By 1955, there were more than 10,000 U-Haul trailers on the road and the brand was nationally known. The corporate offices were in Portland, until a 1967 relocation to Phoenix, Arizona.[3] While distracted to some extent by growing his business, Shoen also managed multiple marriages after the death of his first wife from a congenital heart defect, and eventually had a total of 12 children, each of whom he made a stockholder. Shoen married Suzanne Gilbaugh in 1958, and they had five more children.[3] Shoen divorced Gilbaugh, and married Suzanne Whitmore in 1978 to have one last child.[2] Some observers say that Shoen saw it as his duty to confer upon his children the fruits of his labors, others say it was to avoid taxes. In either case, he had transferred all but 2% of control to his children when 2 of them, Joe and Mark launched a successful takeover of the business in 1986. "Had Leonard Shoen spent five hundred dollars for a lawyer in 1950," said one associate, "none but his two oldest sons, Sam and Mike, would have followed."

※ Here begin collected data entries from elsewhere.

//! Blog endpoints: articles, comments, taxonomy, notifications, user admin.

use serde::Serialize;
use serde_json::{json, Value};
use shared::{
    domain::{ArticleId, CommentId, NotificationId, UserId},
    protocol::ApiResponse,
};

use super::with_query;
use crate::gateway::{ApiGateway, CallOptions};

#[derive(Debug, Clone, Default)]
pub struct ArticleQuery {
    pub page: Option<u32>,
    pub category_id: Option<i64>,
    pub tag_id: Option<i64>,
}

pub async fn articles(gateway: &ApiGateway, query: &ArticleQuery) -> ApiResponse {
    let page = query.page.map(|page| page.to_string());
    let category = query.category_id.map(|id| id.to_string());
    let tag = query.tag_id.map(|id| id.to_string());

    let mut pairs = Vec::new();
    if let Some(page) = page.as_deref() {
        pairs.push(("page", page));
    }
    if let Some(category) = category.as_deref() {
        pairs.push(("category_id", category));
    }
    if let Some(tag) = tag.as_deref() {
        pairs.push(("tag_id", tag));
    }
    gateway.get(&with_query("/articles", &pairs)).await
}

pub async fn article(gateway: &ApiGateway, id: ArticleId) -> ApiResponse {
    gateway.get(&format!("/articles/{id}")).await
}

/// `article` carries title, content, category and tags as the editor sends them.
pub async fn create_article(gateway: &ApiGateway, article: Value) -> ApiResponse {
    gateway.post("/articles", article).await
}

pub async fn update_article(gateway: &ApiGateway, id: ArticleId, article: Value) -> ApiResponse {
    gateway.put(&format!("/articles/{id}"), article).await
}

pub async fn delete_article(gateway: &ApiGateway, id: ArticleId) -> ApiResponse {
    gateway.delete(&format!("/articles/{id}")).await
}

pub async fn like_article(gateway: &ApiGateway, id: ArticleId) -> ApiResponse {
    gateway
        .call(&format!("/articles/{id}/like"), CallOptions::post())
        .await
}

pub async fn comments(gateway: &ApiGateway, article: ArticleId) -> ApiResponse {
    gateway.get(&format!("/articles/{article}/comments")).await
}

/// `parent` answers an existing comment.
pub async fn create_comment(
    gateway: &ApiGateway,
    article: ArticleId,
    content: &str,
    parent: Option<CommentId>,
) -> ApiResponse {
    let mut body = json!({ "content": content });
    if let Some(parent) = parent {
        body["parent_id"] = json!(parent);
    }
    gateway
        .post(&format!("/articles/{article}/comments"), body)
        .await
}

pub async fn delete_comment(gateway: &ApiGateway, id: CommentId) -> ApiResponse {
    gateway.delete(&format!("/comments/{id}")).await
}

pub async fn like_comment(gateway: &ApiGateway, id: CommentId) -> ApiResponse {
    gateway
        .call(&format!("/comments/{id}/like"), CallOptions::post())
        .await
}

pub async fn categories(gateway: &ApiGateway) -> ApiResponse {
    gateway.get("/categories").await
}

pub async fn tags(gateway: &ApiGateway) -> ApiResponse {
    gateway.get("/tags").await
}

pub async fn search(gateway: &ApiGateway, keyword: &str) -> ApiResponse {
    gateway.get(&with_query("/search", &[("q", keyword)])).await
}

pub async fn notifications(gateway: &ApiGateway) -> ApiResponse {
    gateway.get("/notifications").await
}

pub async fn mark_notification_read(gateway: &ApiGateway, id: NotificationId) -> ApiResponse {
    gateway
        .call(&format!("/notifications/{id}/read"), CallOptions::put())
        .await
}

pub async fn admin_users(gateway: &ApiGateway) -> ApiResponse {
    gateway.get("/admin/users").await
}

/// `changes` holds the fields to update, e.g. `role` or `status`.
pub async fn admin_update_user(gateway: &ApiGateway, id: UserId, changes: Value) -> ApiResponse {
    gateway.put(&format!("/admin/users/{id}"), changes).await
}

pub async fn admin_delete_user(gateway: &ApiGateway, id: UserId) -> ApiResponse {
    gateway.delete(&format!("/admin/users/{id}")).await
}

#[derive(Debug, Clone, Copy, PartialEq, Eq, Serialize)]
#[serde(rename_all = "lowercase")]
pub enum Moderation {
    Approved,
    Rejected,
}

/// Comments waiting for moderation.
pub async fn pending_comments(gateway: &ApiGateway) -> ApiResponse {
    gateway.get("/admin/comments/pending").await
}

pub async fn moderate_comment(gateway: &ApiGateway, id: CommentId, decision: Moderation) -> ApiResponse {
    gateway
        .put(
            &format!("/admin/comments/{id}/approve"),
            json!({ "status": decision }),
        )
        .await
}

In the 1960s, Shoen diversified his holdings by creating Amerco Inc., from Advanced Management Engineering and Research Company. He pronounced the acronym, "a miracle."[2]

Death

Shoen died on October 4, 1999, at the age of 83, when he crashed his car into a telephone pole near his Las Vegas Valley, Nevada home in what was ruled by the Clark County Coroner's office as a suicide. Shoen was survived by his fifth wife, Carol, and all his children.[5]

References

  1. Private communication with the Oregon State University Alumni Office on 21 Feb 2012.
  2. 2.0 2.1 2.2 2.3 2.4 2.5 L.S. Shoen, You and Me, AMERCO Inc., 1980, (no ISBN) pp. 1-5, 14, 25-26, 186, 187, 218.
  3. 3.0 3.1 3.2 3.3 3.4 Luke Krueger, A Noble Function: How U-Haul Moved America, Barricade Books Inc., 2007, ISBN 978-1-56980-329-5; p 9-14, 24, 50-51, 132-133, 177.
  4. Private communication with the Lewis & Clark College Alumni Office on 29 Feb 2012.
  5. N. Ravo, "Leonard S. Shoen, 83, Founder Of U-Haul, the Trailer Company," New York Times, 7 Oct. 1999.